**Stored records:**
• • •

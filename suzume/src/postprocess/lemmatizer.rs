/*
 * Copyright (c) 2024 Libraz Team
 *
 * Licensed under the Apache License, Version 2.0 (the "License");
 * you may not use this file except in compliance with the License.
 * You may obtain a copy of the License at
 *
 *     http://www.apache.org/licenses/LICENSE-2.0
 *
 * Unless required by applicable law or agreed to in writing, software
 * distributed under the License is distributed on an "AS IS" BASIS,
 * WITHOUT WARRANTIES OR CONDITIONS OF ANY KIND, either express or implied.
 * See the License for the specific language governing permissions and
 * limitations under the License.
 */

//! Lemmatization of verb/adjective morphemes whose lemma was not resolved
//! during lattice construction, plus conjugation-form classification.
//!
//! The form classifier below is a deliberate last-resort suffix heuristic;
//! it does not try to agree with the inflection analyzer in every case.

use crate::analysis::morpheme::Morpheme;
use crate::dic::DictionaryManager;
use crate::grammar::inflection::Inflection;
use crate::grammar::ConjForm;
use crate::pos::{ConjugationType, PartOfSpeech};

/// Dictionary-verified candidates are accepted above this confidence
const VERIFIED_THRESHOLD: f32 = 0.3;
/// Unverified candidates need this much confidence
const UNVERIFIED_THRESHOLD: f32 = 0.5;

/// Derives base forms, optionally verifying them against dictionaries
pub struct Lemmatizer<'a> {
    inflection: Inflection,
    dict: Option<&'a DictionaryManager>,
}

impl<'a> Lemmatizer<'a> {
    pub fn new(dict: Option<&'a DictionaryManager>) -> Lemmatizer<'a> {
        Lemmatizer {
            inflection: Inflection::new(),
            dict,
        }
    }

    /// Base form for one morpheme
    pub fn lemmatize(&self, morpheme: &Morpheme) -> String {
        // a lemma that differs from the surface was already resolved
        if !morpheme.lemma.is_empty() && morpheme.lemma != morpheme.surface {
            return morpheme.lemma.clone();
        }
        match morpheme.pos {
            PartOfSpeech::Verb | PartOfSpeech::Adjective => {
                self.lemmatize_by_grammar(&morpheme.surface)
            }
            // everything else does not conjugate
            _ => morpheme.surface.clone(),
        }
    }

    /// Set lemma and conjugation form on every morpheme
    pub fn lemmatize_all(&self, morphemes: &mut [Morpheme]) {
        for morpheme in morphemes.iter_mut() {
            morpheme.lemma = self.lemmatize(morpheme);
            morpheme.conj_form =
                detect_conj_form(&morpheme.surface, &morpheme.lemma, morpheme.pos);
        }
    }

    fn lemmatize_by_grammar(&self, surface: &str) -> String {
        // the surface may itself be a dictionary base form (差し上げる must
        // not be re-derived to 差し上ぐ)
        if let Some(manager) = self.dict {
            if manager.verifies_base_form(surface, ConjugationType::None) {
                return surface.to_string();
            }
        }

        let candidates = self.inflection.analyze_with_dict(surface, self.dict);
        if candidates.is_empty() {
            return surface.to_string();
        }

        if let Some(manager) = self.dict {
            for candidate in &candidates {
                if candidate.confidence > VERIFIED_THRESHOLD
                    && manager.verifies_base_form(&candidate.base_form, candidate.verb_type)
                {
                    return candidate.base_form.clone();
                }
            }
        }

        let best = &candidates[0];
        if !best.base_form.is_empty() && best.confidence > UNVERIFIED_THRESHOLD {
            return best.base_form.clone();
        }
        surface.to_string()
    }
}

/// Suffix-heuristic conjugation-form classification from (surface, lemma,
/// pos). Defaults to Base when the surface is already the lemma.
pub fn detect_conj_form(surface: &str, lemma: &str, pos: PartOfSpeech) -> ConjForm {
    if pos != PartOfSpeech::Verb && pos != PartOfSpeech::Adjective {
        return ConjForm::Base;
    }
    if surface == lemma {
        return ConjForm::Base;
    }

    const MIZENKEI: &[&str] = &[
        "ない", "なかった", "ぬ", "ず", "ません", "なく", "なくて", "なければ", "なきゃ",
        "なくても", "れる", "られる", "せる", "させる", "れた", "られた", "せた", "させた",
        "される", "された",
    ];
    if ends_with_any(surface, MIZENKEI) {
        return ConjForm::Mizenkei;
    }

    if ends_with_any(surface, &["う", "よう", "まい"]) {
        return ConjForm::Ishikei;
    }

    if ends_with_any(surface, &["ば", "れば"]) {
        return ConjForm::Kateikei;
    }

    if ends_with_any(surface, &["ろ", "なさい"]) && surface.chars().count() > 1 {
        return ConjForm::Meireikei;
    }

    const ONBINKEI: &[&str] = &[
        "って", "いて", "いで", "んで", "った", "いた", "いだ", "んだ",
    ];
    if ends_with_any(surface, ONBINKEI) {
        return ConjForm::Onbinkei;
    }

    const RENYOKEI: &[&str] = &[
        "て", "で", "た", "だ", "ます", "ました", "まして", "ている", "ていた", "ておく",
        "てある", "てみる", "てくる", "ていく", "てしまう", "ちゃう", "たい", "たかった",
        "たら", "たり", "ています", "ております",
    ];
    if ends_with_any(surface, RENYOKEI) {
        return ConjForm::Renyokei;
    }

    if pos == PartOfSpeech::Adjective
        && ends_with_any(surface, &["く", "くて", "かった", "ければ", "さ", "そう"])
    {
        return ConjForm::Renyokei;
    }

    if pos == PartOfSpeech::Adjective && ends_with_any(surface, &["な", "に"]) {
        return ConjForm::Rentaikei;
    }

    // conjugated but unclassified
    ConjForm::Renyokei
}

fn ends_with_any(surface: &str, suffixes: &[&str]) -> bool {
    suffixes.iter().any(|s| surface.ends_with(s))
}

• • •

**Required action:** The entries above need to be transcribed with no differences at all.

**Finished exercise:**
filename suzume/src/postprocess/lemmatizer.rs
/*
 * Copyright (c) 2024 Libraz Team
 *
 * Licensed under the Apache License, Version 2.0 (the "License");
 * you may not use this file except in compliance with the License.
 * You may obtain a copy of the License at
 *
 *     http://www.apache.org/licenses/LICENSE-2.0
 *
 * Unless required by applicable law or agreed to in writing, software
 * distributed under the License is distributed on an "AS IS" BASIS,
 * WITHOUT WARRANTIES OR CONDITIONS OF ANY KIND, either express or implied.
 * See the License for the specific language governing permissions and
 * limitations under the License.
 */

//! Lemmatization of verb/adjective morphemes whose lemma was not resolved
//! during lattice construction, plus conjugation-form classification.
//!
//! The form classifier below is a deliberate last-resort suffix heuristic;
//! it does not try to agree with the inflection analyzer in every case.

use crate::analysis::morpheme::Morpheme;
use crate::dic::DictionaryManager;
use crate::grammar::inflection::Inflection;
use crate::grammar::ConjForm;
use crate::pos::{ConjugationType, PartOfSpeech};

/// Dictionary-verified candidates are accepted above this confidence
const VERIFIED_THRESHOLD: f32 = 0.3;
/// Unverified candidates need this much confidence
const UNVERIFIED_THRESHOLD: f32 = 0.5;

/// Derives base forms, optionally verifying them against dictionaries
pub struct Lemmatizer<'a> {
    inflection: Inflection,
    dict: Option<&'a DictionaryManager>,
}

impl<'a> Lemmatizer<'a> {
    pub fn new(dict: Option<&'a DictionaryManager>) -> Lemmatizer<'a> {
        Lemmatizer {
            inflection: Inflection::new(),
            dict,
        }
    }

    /// Base form for one morpheme
    pub fn lemmatize(&self, morpheme: &Morpheme) -> String {
        // a lemma that differs from the surface was already resolved
        if !morpheme.lemma.is_empty() && morpheme.lemma != morpheme.surface {
            return morpheme.lemma.clone();
        }
        match morpheme.pos {
            PartOfSpeech::Verb | PartOfSpeech::Adjective => {
                self.lemmatize_by_grammar(&morpheme.surface)
            }
            // everything else does not conjugate
            _ => morpheme.surface.clone(),
        }
    }

    /// Set lemma and conjugation form on every morpheme
    pub fn lemmatize_all(&self, morphemes: &mut [Morpheme]) {
        for morpheme in morphemes.iter_mut() {
            morpheme.lemma = self.lemmatize(morpheme);
            morpheme.conj_form =
                detect_conj_form(&morpheme.surface, &morpheme.lemma, morpheme.pos);
        }
    }

    fn lemmatize_by_grammar(&self, surface: &str) -> String {
        // the surface may itself be a dictionary base form (差し上げる must
        // not be re-derived to 差し上ぐ)
        if let Some(manager) = self.dict {
            if manager.verifies_base_form(surface, ConjugationType::None) {
                return surface.to_string();
            }
        }

        let candidates = self.inflection.analyze_with_dict(surface, self.dict);
        if candidates.is_empty() {
            return surface.to_string();
        }

        if let Some(manager) = self.dict {
            for candidate in &candidates {
                if candidate.confidence > VERIFIED_THRESHOLD
                    && manager.verifies_base_form(&candidate.base_form, candidate.verb_type)
                {
                    return candidate.base_form.clone();
                }
            }
        }

        let best = &candidates[0];
        if !best.base_form.is_empty() && best.confidence > UNVERIFIED_THRESHOLD {
            return best.base_form.clone();
        }
        surface.to_string()
    }
}

/// Suffix-heuristic conjugation-form classification from (surface, lemma,
/// pos). Defaults to Base when the surface is already the lemma.
pub fn detect_conj_form(surface: &str, lemma: &str, pos: PartOfSpeech) -> ConjForm {
    if pos != PartOfSpeech::Verb && pos != PartOfSpeech::Adjective {
        return ConjForm::Base;
    }
    if surface == lemma {
        return ConjForm::Base;
    }

    const MIZENKEI: &[&str] = &[
        "ない", "なかった", "ぬ", "ず", "ません", "なく", "なくて", "なければ", "なきゃ",
        "なくても", "れる", "られる", "せる", "させる", "れた", "られた", "せた", "させた",
        "される", "された",
    ];
    if ends_with_any(surface, MIZENKEI) {
        return ConjForm::Mizenkei;
    }

    if ends_with_any(surface, &["う", "よう", "まい"]) {
        return ConjForm::Ishikei;
    }

    if ends_with_any(surface, &["ば", "れば"]) {
        return ConjForm::Kateikei;
    }

    if ends_with_any(surface, &["ろ", "なさい"]) && surface.chars().count() > 1 {
        return ConjForm::Meireikei;
    }

    const ONBINKEI: &[&str] = &[
        "って", "いて", "いで", "んで", "った", "いた", "いだ", "んだ",
    ];
    if ends_with_any(surface, ONBINKEI) {
        return ConjForm::Onbinkei;
    }

    const RENYOKEI: &[&str] = &[
        "て", "で", "た", "だ", "ます", "ました", "まして", "ている", "ていた", "ておく",
        "てある", "てみる", "てくる", "ていく", "てしまう", "ちゃう", "たい", "たかった",
        "たら", "たり", "ています", "ております",
    ];
    if ends_with_any(surface, RENYOKEI) {
        return ConjForm::Renyokei;
    }

    if pos == PartOfSpeech::Adjective
        && ends_with_any(surface, &["く", "くて", "かった", "ければ", "さ", "そう"])
    {
        return ConjForm::Renyokei;
    }

    if pos == PartOfSpeech::Adjective && ends_with_any(surface, &["な", "に"]) {
        return ConjForm::Rentaikei;
    }

    // conjugated but unclassified
    ConjForm::Renyokei
}

fn ends_with_any(surface: &str, suffixes: &[&str]) -> bool {
    suffixes.iter().any(|s| surface.ends_with(s))
}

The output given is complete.